Davis, who cheered for the New Orleans Saints for three years, says the team claimed she had violated their code of conduct by of appearing “nude, semi-nude or in lingerie and attending a party with the franchise’s football players.”
However, Davis denies breaching any team protocols and has now filed a complaint with the Equal Employment Opportunity Commission as a result of her dismissal.
According to the New York Times, the photograph in question appeared on the cheerleader’s Instagram page in January 2018 and she was fired four days later.
via New York Times:
Davis has filed a complaint with the Equal Employment Opportunity Commission, the federal agency that enforces civil rights laws.
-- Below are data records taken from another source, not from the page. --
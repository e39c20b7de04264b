use std::fmt;
use std::str::FromStr;

use serde::{Deserialize, Serialize};

use crate::error::BcdataError;

#[derive(Debug, Clone, PartialEq, Eq, Hash, PartialOrd, Ord, Serialize, Deserialize)]
#[serde(try_from = "String", into = "String")]
pub struct ObjectName {
    schema: String,
    table: String,
}

impl ObjectName {
    pub fn schema(&self) -> &str {
        &self.schema
    }

    pub fn table(&self) -> &str {
        &self.table
    }

    pub fn to_table_ref(&self) -> TableRef {
        TableRef::new(self.schema.to_lowercase(), self.table.to_lowercase())
    }
}

impl fmt::Display for ObjectName {
    fn fmt(&self, f: &mut fmt::Formatter<'_>) -> fmt::Result {
        write!(f, "{}.{}", self.schema, self.table)
    }
}

impl FromStr for ObjectName {
    type Err = BcdataError;

    fn from_str(value: &str) -> Result<Self, Self::Err> {
        let normalized = value.trim().to_uppercase();
        let (schema, table) = normalized
            .split_once('.')
            .ok_or_else(|| BcdataError::validation("object name", value))?;
        let is_part = |part: &str| {
            !part.is_empty() && part.chars().all(|ch| ch.is_ascii_alphanumeric() || ch == '_')
        };
        if !is_part(schema) || !is_part(table) {
            return Err(BcdataError::validation("object name", value));
        }
        Ok(Self {
            schema: schema.to_string(),
            table: table.to_string(),
        })
    }
}

impl TryFrom<String> for ObjectName {
    type Error = BcdataError;

    fn try_from(value: String) -> Result<Self, Self::Error> {
        value.parse()
    }
}

impl From<ObjectName> for String {
    fn from(value: ObjectName) -> Self {
        value.to_string()
    }
}

#[derive(Debug, Clone, PartialEq, Eq, Hash)]
pub struct DatasetName(String);

impl DatasetName {
    pub fn as_str(&self) -> &str {
        &self.0
    }

    pub fn alias_key(&self) -> String {
        self.0.to_lowercase()
    }
}

impl fmt::Display for DatasetName {
    fn fmt(&self, f: &mut fmt::Formatter<'_>) -> fmt::Result {
        write!(f, "{}", self.0)
    }
}

impl FromStr for DatasetName {
    type Err = BcdataError;

    fn from_str(value: &str) -> Result<Self, Self::Err> {
        let trimmed = value.trim();
        if trimmed.is_empty() || trimmed.chars().any(char::is_whitespace) {
            return Err(BcdataError::validation("dataset name", value));
        }
        Ok(Self(trimmed.to_string()))
    }
}

#[derive(Debug, Clone, Copy, PartialEq, Serialize)]
pub struct Bounds {
    pub xmin: f64,
    pub ymin: f64,
    pub xmax: f64,
    pub ymax: f64,
}

impl Bounds {
    pub fn new(xmin: f64, ymin: f64, xmax: f64, ymax: f64) -> Self {
        Self {
            xmin,
            ymin,
            xmax,
            ymax,
        }
    }

    pub fn is_empty(&self) -> bool {
        self.xmin >= self.xmax || self.ymin >= self.ymax
    }

    pub fn to_param(&self) -> String {
        format!("{},{},{},{}", self.xmin, self.ymin, self.xmax, self.ymax)
    }
}

impl FromStr for Bounds {
    type Err = BcdataError;

    fn from_str(value: &str) -> Result<Self, Self::Err> {
        let invalid =
            || BcdataError::validation("bounds", format!("{value:?} is not a valid bounding box"));
        let stripped = value
            .trim_matches(|ch: char| ch == ',' || ch == '[' || ch == ']' || ch.is_whitespace());
        let coords = stripped
            .split(|ch: char| ch == ',' || ch.is_whitespace())
            .filter(|part| !part.is_empty())
            .map(|part| part.parse::<f64>().map_err(|_| invalid()))
            .collect::<Result<Vec<_>, _>>()?;
        match coords.as_slice() {
            [xmin, ymin, xmax, ymax] if coords.iter().all(|c| c.is_finite()) => {
                Ok(Self::new(*xmin, *ymin, *xmax, *ymax))
            }
            _ => Err(invalid()),
        }
    }
}

#[derive(Debug, Clone, PartialEq, Eq, Hash, Serialize)]
pub struct TableRef {
    pub schema: String,
    pub table: String,
}

impl TableRef {
    pub fn new(schema: impl Into<String>, table: impl Into<String>) -> Self {
        Self {
            schema: schema.into(),
            table: table.into(),
        }
    }

    pub fn with_table(&self, table: impl Into<String>) -> Self {
        Self::new(self.schema.clone(), table)
    }

    pub fn quoted(&self) -> String {
        format!("{}.{}", quote_ident(&self.schema), quote_ident(&self.table))
    }
}

impl fmt::Display for TableRef {
    fn fmt(&self, f: &mut fmt::Formatter<'_>) -> fmt::Result {
        write!(f, "{}.{}", self.schema, self.table)
    }
}

pub fn quote_ident(ident: &str) -> String {
    format!("\"{}\"", ident.replace('"', "\"\""))
}
use serde::{Deserialize, Serialize};

#[derive(Debug, Clone, Serialize, Deserialize, PartialEq)]
pub struct Member {
    pub id: i64,
    pub first_name: String,
    pub last_name: String,
    pub email: String,
}

#[derive(Debug, Clone, Serialize, Deserialize, PartialEq)]
pub struct Trainer {
    pub id: i64,
    pub first_name: String,
    pub last_name: String,
    pub email: String,
}

#[derive(Debug, Clone, Serialize, Deserialize, PartialEq)]
pub struct Admin {
    pub id: i64,
    pub first_name: String,
    pub last_name: String,
    pub email: String,
}

/// Identity fields for inserting any of the three user kinds.
#[derive(Debug, Clone, Deserialize)]
pub struct NewUser {
    pub first_name: String,
    pub last_name: String,
    pub email: String,
}

#[derive(Debug, Clone, Serialize, Deserialize, PartialEq)]
pub struct Room {
    pub id: i64,
    pub admin_id: Option<i64>,
    pub name: String,
    pub capacity: i64,
}
use chrono::NaiveDateTime;
use serde::Serialize;

#[derive(Debug, Clone, Serialize, PartialEq)]
pub struct ClassRegistration {
    pub id: i64,
    pub member_id: i64,
    pub class_id: i64,
    pub registration_date: NaiveDateTime,
    pub status: RegistrationStatus,
}

#[derive(Debug, Clone, Copy, Serialize, PartialEq, Eq)]
#[serde(rename_all = "lowercase")]
pub enum RegistrationStatus {
    Registered,
    Cancelled,
}

impl RegistrationStatus {
    pub fn as_str(&self) -> &'static str {
        match self {
            RegistrationStatus::Registered => "registered",
            RegistrationStatus::Cancelled => "cancelled",
        }
    }

    pub fn parse(s: &str) -> Self {
        match s.to_lowercase().as_str() {
            "cancelled" => RegistrationStatus::Cancelled,
            _ => RegistrationStatus::Registered,
        }
    }
}
pub fn get_group_class(conn: &Connection, id: i64) -> rusqlite::Result<Option<GroupClass>> {
    let sql = format!("SELECT {CLASS_COLUMNS} FROM group_classes WHERE class_id = ?1");
    conn.query_row(&sql, params![id], parse_class_row).optional()
}

pub fn classes_in_room(conn: &Connection, room_id: i64) -> rusqlite::Result<Vec<GroupClass>> {
    let sql = format!(
        "SELECT {CLASS_COLUMNS} FROM group_classes WHERE room_id = ?1 ORDER BY schedule_time ASC"
    );
    let mut stmt = conn.prepare(&sql)?;
    let rows = stmt.query_map(params![room_id], parse_class_row)?;
    rows.collect()
}

pub fn upcoming_classes_for_trainer(
    conn: &Connection,
    trainer_id: i64,
    from: &NaiveDateTime,
) -> rusqlite::Result<Vec<GroupClass>> {
    let sql = format!(
        "SELECT {CLASS_COLUMNS} FROM group_classes
         WHERE trainer_id = ?1 AND schedule_time >= ?2 ORDER BY schedule_time ASC"
    );
    let mut stmt = conn.prepare(&sql)?;
    let rows = stmt.query_map(params![trainer_id, fmt_datetime(from)], parse_class_row)?;
    rows.collect()
}

/// Classes starting at or after `from`, across all trainers and rooms.
pub fn upcoming_classes(conn: &Connection, from: &NaiveDateTime) -> rusqlite::Result<Vec<GroupClass>> {
    let sql = format!(
        "SELECT {CLASS_COLUMNS} FROM group_classes
         WHERE schedule_time >= ?1 ORDER BY schedule_time ASC, class_id ASC"
    );
    let mut stmt = conn.prepare(&sql)?;
    let rows = stmt.query_map(params![fmt_datetime(from)], parse_class_row)?;
    rows.collect()
}

fn parse_class_row(row: &Row) -> rusqlite::Result<GroupClass> {
    Ok(GroupClass {
        id: row.get(0)?,
        admin_id: row.get(1)?,
        trainer_id: row.get(2)?,
        room_id: row.get(3)?,
        title: row.get(4)?,
        description: row.get(5)?,
        schedule_time: datetime_col(row, 6)?,
        duration_minutes: row.get(7)?,
        capacity: row.get(8)?,
    })
}

// ── Class Registrations ──

pub fn count_active_registrations(conn: &Connection, class_id: i64) -> rusqlite::Result<i64> {
    conn.query_row(
        "SELECT COUNT(*) FROM class_registrations WHERE class_id = ?1 AND status = 'registered'",
        params![class_id],
        |row| row.get(0),
    )
}

pub fn is_registered(conn: &Connection, member_id: i64, class_id: i64) -> rusqlite::Result<bool> {
    let count: i64 = conn.query_row(
        "SELECT COUNT(*) FROM class_registrations
         WHERE member_id = ?1 AND class_id = ?2 AND status = 'registered'",
        params![member_id, class_id],
        |row| row.get(0),
    )?;
    Ok(count > 0)
}

pub fn insert_registration(
    conn: &Connection,
    member_id: i64,
    class_id: i64,
    registered_at: &NaiveDateTime,
) -> rusqlite::Result<ClassRegistration> {
    let status = RegistrationStatus::Registered;
    conn.execute(
        "INSERT INTO class_registrations (member_id, class_id, registration_date, status)
         VALUES (?1, ?2, ?3, ?4)",
        params![member_id, class_id, fmt_datetime(registered_at), status.as_str()],
    )?;

    Ok(ClassRegistration {
        id: conn.last_insert_rowid(),
        member_id,
        class_id,
        registration_date: *registered_at,
        status,
    })
}

pub fn registrations_for_class(
    conn: &Connection,
    class_id: i64,
) -> rusqlite::Result<Vec<ClassRegistration>> {
    let mut stmt = conn.prepare(
        "SELECT registration_id, member_id, class_id, registration_date, status
         FROM class_registrations WHERE class_id = ?1 ORDER BY registration_id ASC",
    )?;
    let rows = stmt.query_map(params![class_id], |row| {
        let status: String = row.get(4)?;
        Ok(ClassRegistration {
            id: row.get(0)?,
            member_id: row.get(1)?,
            class_id: row.get(2)?,
            registration_date: datetime_col(row, 3)?,
            status: RegistrationStatus::parse(&status),
        })
    })?;
    rows.collect()
}
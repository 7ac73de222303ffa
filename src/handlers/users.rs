use std::sync::Arc;

use axum::extract::State;
use axum::http::StatusCode;
use axum::Json;

use super::{user_insert_error, validate_user};
use crate::db::queries;
use crate::errors::AppError;
use crate::models::{Admin, Member, NewUser};
use crate::state::AppState;

// POST /api/members
pub async fn create_member(
    State(state): State<Arc<AppState>>,
    Json(body): Json<NewUser>,
) -> Result<(StatusCode, Json<Member>), AppError> {
    validate_user(&body)?;
    let member = {
        let db = state.conn();
        queries::insert_member(&db, &body).map_err(user_insert_error)?
    };
    tracing::info!(member_id = member.id, "member created");
    Ok((StatusCode::CREATED, Json(member)))
}

// POST /api/admins
pub async fn create_admin(
    State(state): State<Arc<AppState>>,
    Json(body): Json<NewUser>,
) -> Result<(StatusCode, Json<Admin>), AppError> {
    validate_user(&body)?;
    let admin = {
        let db = state.conn();
        queries::insert_admin(&db, &body).map_err(user_insert_error)?
    };
    tracing::info!(admin_id = admin.id, "admin created");
    Ok((StatusCode::CREATED, Json(admin)))
}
The complaint accuses the Saints of having two sets of rules — one for the team’s cheerleaders, who are all women, and another for its players. The complaint, which asserts that the rules in New Orleans reflect outdated views of women, follows a number of gender-related struggles in the N.F.L. over domestic violence and sexual harassment among players and league employees.
According to the Saints’ handbook for cheerleaders, as well as internal emails and text messages reviewed by The New York Times and interviews with Davis, the Saints have an anti-fraternization policy that requires cheerleaders to avoid contact with players, in person or online, even though players are not penalized for pursuing such engagement with cheerleaders. The cheerleaders must block players from following them on social media and cannot post photos of themselves in Saints gear, denying them the chance to market themselves. The players are not required to do any of these things.
The article by the New York Times dives deeper into the Saints’ code of conduct for their cheerleading team. One example of the Saints’ bizarre rules is that despite being employed by the team, cheerleaders are not allowed to wear the franchise’s merchandise.
Davis said she filed her discrimination case because wants to help other cheerleaders by forcing the team to change their discriminatory rules.